:: MATERIAL PROVIDED

use crate::Error;
use serde::{Deserialize, Serialize};

/// Parameters of the simulated world and its intersection scheduler.
///
/// Every field has a default, so a configuration file only needs to
/// list the values it changes.
#[derive(Clone, Debug, PartialEq, Serialize, Deserialize)]
#[serde(default)]
pub struct Config {
    /// The width of the world in m.
    pub world_width: f64,
    /// The height of the world in m.
    pub world_height: f64,
    /// The width of each road in m.
    pub road_width: f64,
    /// How far the approach boundary extends beyond the crossing zone,
    /// as a multiple of the crossing zone's size. May be fractional.
    pub factor: f64,
    /// The global speed limit in m/s.
    pub speed_limit: f64,
    /// The vehicle lengths to choose from when spawning, in m.
    pub vehicle_lengths: Vec<f64>,
    /// The vehicle width in m.
    pub vehicle_width: f64,
    /// The multiple of a vehicle's length added to the crossing distance.
    pub crossing_margin: f64,
    /// The buffer placed around renegotiated windows, as a fraction of
    /// the window's duration.
    pub buffer_ratio: f64,
    /// Speeds below this are clamped when building a request, in m/s.
    pub min_speed: f64,
    /// Deferrals longer than this are reported as warnings, in s.
    pub max_deferral: f64,
    /// Which boundary releases a vehicle's reservation.
    pub release_on: ReleaseTrigger,
}

/// The event which releases a vehicle's reservation.
#[derive(Clone, Copy, Debug, Default, PartialEq, Eq, Serialize, Deserialize)]
#[serde(rename_all = "snake_case")]
pub enum ReleaseTrigger {
    /// The vehicle leaves the approach boundary.
    #[default]
    ApproachBoundary,
    /// The vehicle leaves the crossing zone.
    CrossingZone,
}

impl Default for Config {
    fn default() -> Self {
        Self {
            world_width: 1000.0,
            world_height: 1000.0,
            road_width: 50.0,
            factor: 5.0,
            speed_limit: 20.0,
            vehicle_lengths: vec![20.0, 40.0, 50.0, 80.0],
            vehicle_width: 15.0,
            crossing_margin: 1.1,
            buffer_ratio: 0.1,
            min_speed: 1.0,
            max_deferral: 30.0,
            release_on: ReleaseTrigger::ApproachBoundary,
        }
    }
}

impl Config {
    /// Parses a configuration from JSON and validates it.
    pub fn from_json(json: &str) -> Result<Self, Error> {
        let config: Config = serde_json::from_str(json)?;
        config.validate()?;
        Ok(config)
    }

    /// Checks that every value is in range.
    pub fn validate(&self) -> Result<(), Error> {
        let positive = [
            ("world_width", self.world_width),
            ("world_height", self.world_height),
            ("road_width", self.road_width),
            ("factor", self.factor),
            ("speed_limit", self.speed_limit),
            ("vehicle_width", self.vehicle_width),
            ("min_speed", self.min_speed),
            ("max_deferral", self.max_deferral),
        ];
        for (name, value) in positive {
            if !(value.is_finite() && value > 0.0) {
                return Err(Error::InvalidConfig(format!(
                    "{name} must be positive, got {value}"
                )));
            }
        }

        let non_negative = [
            ("crossing_margin", self.crossing_margin),
            ("buffer_ratio", self.buffer_ratio),
        ];
        for (name, value) in non_negative {
            if !(value.is_finite() && value >= 0.0) {
                return Err(Error::InvalidConfig(format!(
                    "{name} must not be negative, got {value}"
                )));
            }
        }

        if self.vehicle_lengths.is_empty() {
            return Err(Error::InvalidConfig("vehicle_lengths is empty".into()));
        }
        if let Some(len) = self
            .vehicle_lengths
            .iter()
            .find(|len| !(len.is_finite() && **len > 0.0))
        {
            return Err(Error::InvalidConfig(format!(
                "vehicle lengths must be positive, got {len}"
            )));
        }
        if self.road_width >= f64::min(self.world_width, self.world_height) {
            return Err(Error::InvalidConfig(
                "roads must be narrower than the world".into(),
            ));
        }
        Ok(())
    }
}

#[cfg(test)]
mod tests {
    use super::*;

    #[test]
    fn partial_json_keeps_defaults() {
        let config = Config::from_json(r#"{ "factor": 2.5, "release_on": "crossing_zone" }"#)
            .unwrap();
        assert_eq!(config.factor, 2.5);
        assert_eq!(config.release_on, ReleaseTrigger::CrossingZone);
        assert_eq!(config.speed_limit, Config::default().speed_limit);
    }

    #[test]
    fn rejects_out_of_range_values() {
        assert!(matches!(
            Config::from_json(r#"{ "factor": 0 }"#),
            Err(Error::InvalidConfig(_))
        ));
        assert!(matches!(
            Config::from_json(r#"{ "vehicle_lengths": [] }"#),
            Err(Error::InvalidConfig(_))
        ));
        assert!(matches!(Config::from_json("{"), Err(Error::Parse(_))));
    }
}
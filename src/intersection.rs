use crate::math::Rect;
use crate::scheduler::Placement;
use crate::{
    BoundaryWatcher, Config, Direction, Instruction, IntersectionGeometry, ReleaseTrigger,
    Scheduler, Vehicle, VehicleId,
};

/// A snapshot of a vehicle, as observed by the intersection.
#[derive(Clone, Copy, Debug, PartialEq)]
pub struct VehicleState {
    pub id: VehicleId,
    /// The area covered by the vehicle.
    pub rect: Rect,
    pub heading: Direction,
    /// The vehicle's length along its heading in m.
    pub length: f64,
    /// The vehicle's nominal cruising speed in m/s.
    pub cruise_speed: f64,
}

impl From<&Vehicle> for VehicleState {
    fn from(vehicle: &Vehicle) -> Self {
        Self {
            id: vehicle.id(),
            rect: *vehicle.rect(),
            heading: vehicle.heading(),
            length: vehicle.length(),
            cruise_speed: vehicle.cruise_vel(),
        }
    }
}

/// An unsignalised intersection which coordinates approaching vehicles
/// by granting each a reserved window in which to cross.
#[derive(Clone, Debug)]
pub struct Intersection {
    /// The crossing zone and approach boundary.
    geometry: IntersectionGeometry,
    /// The reservation scheduler.
    scheduler: Scheduler,
    /// Watches the approach boundary.
    approach: BoundaryWatcher,
    /// Watches the crossing zone. Only ticked when it triggers releases.
    crossing: BoundaryWatcher,
    /// Which boundary releases reservations.
    release_on: ReleaseTrigger,
    /// The speed vehicles resume when leaving the approach boundary, in m/s.
    speed_limit: f64,
}

impl Intersection {
    /// Creates an intersection with no vehicles under its control.
    pub fn new(geometry: IntersectionGeometry, config: &Config) -> Self {
        Self {
            geometry,
            scheduler: Scheduler::new(config),
            approach: BoundaryWatcher::new(),
            crossing: BoundaryWatcher::new(),
            release_on: config.release_on,
            speed_limit: config.speed_limit,
        }
    }

    pub fn geometry(&self) -> &IntersectionGeometry {
        &self.geometry
    }

    pub fn scheduler(&self) -> &Scheduler {
        &self.scheduler
    }

    /// Whether the vehicle is inside the approach boundary.
    pub fn controls(&self, vehicle_id: VehicleId) -> bool {
        self.approach.contains(vehicle_id)
    }

    /// Observes the vehicles at time `now`, releasing the reservations of
    /// vehicles which have left and admitting those which have arrived.
    ///
    /// Returns the speed instructions for the vehicles. Departing vehicles are
    /// told to resume the speed limit; arriving vehicles whose requested
    /// window was renegotiated are told the speed which brings them to the
    /// crossing zone as their window opens.
    pub fn on_tick(&mut self, now: f64, vehicles: &[VehicleState]) -> Vec<Instruction> {
        let rects = move || vehicles.iter().map(|v| (v.id, &v.rect));
        let approach = self.approach.tick(rects(), self.geometry.approach_boundary());
        let mut instructions = vec![];

        // Departures are processed first to free capacity for this tick's arrivals
        if self.release_on == ReleaseTrigger::CrossingZone {
            let crossing = self.crossing.tick(rects(), self.geometry.crossing_zone());
            for vehicle_id in crossing.departed {
                self.on_departure(vehicle_id);
            }
        }
        for &vehicle_id in &approach.departed {
            self.on_departure(vehicle_id);
            instructions.push(Instruction::cruise(vehicle_id, self.speed_limit));
        }

        for vehicle_id in approach.arrived {
            let Some(vehicle) = vehicles.iter().find(|v| v.id == vehicle_id) else {
                continue;
            };
            let request = self.scheduler.request(now, vehicle, &self.geometry);
            let (reservation, placement) = self.scheduler.admit(now, &request);
            if placement != Placement::Requested {
                instructions.push(Instruction::arrive_at(
                    vehicle_id,
                    self.geometry.lead_distance(vehicle.heading),
                    reservation.window,
                    now,
                ));
            }
        }

        instructions
    }

    /// Releases the vehicle's reservation, if it holds one.
    pub fn on_departure(&mut self, vehicle_id: VehicleId) {
        self.scheduler.release(vehicle_id);
    }

    /// Drops every record of a vehicle which has been removed from the world.
    pub fn forget(&mut self, vehicle_id: VehicleId) {
        self.approach.forget(vehicle_id);
        self.crossing.forget(vehicle_id);
        self.scheduler.release(vehicle_id);
    }
}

::::

— PROBLEM REQUIREMENTS —
Transcribe the records above from the line holding "request, in m/s." down to the line holding "let config: Config", inclusive, without adding anything.

— RESULT OF THIS TASK —
    /// Speeds below this are clamped when building a request, in m/s.
    pub min_speed: f64,
    /// Deferrals longer than this are reported as warnings, in s.
    pub max_deferral: f64,
    /// Which boundary releases a vehicle's reservation.
    pub release_on: ReleaseTrigger,
}

/// The event which releases a vehicle's reservation.
#[derive(Clone, Copy, Debug, Default, PartialEq, Eq, Serialize, Deserialize)]
#[serde(rename_all = "snake_case")]
pub enum ReleaseTrigger {
    /// The vehicle leaves the approach boundary.
    #[default]
    ApproachBoundary,
    /// The vehicle leaves the crossing zone.
    CrossingZone,
}

impl Default for Config {
    fn default() -> Self {
        Self {
            world_width: 1000.0,
            world_height: 1000.0,
            road_width: 50.0,
            factor: 5.0,
            speed_limit: 20.0,
            vehicle_lengths: vec![20.0, 40.0, 50.0, 80.0],
            vehicle_width: 15.0,
            crossing_margin: 1.1,
            buffer_ratio: 0.1,
            min_speed: 1.0,
            max_deferral: 30.0,
            release_on: ReleaseTrigger::ApproachBoundary,
        }
    }
}

impl Config {
    /// Parses a configuration from JSON and validates it.
    pub fn from_json(json: &str) -> Result<Self, Error> {
        let config: Config = serde_json::from_str(json)?;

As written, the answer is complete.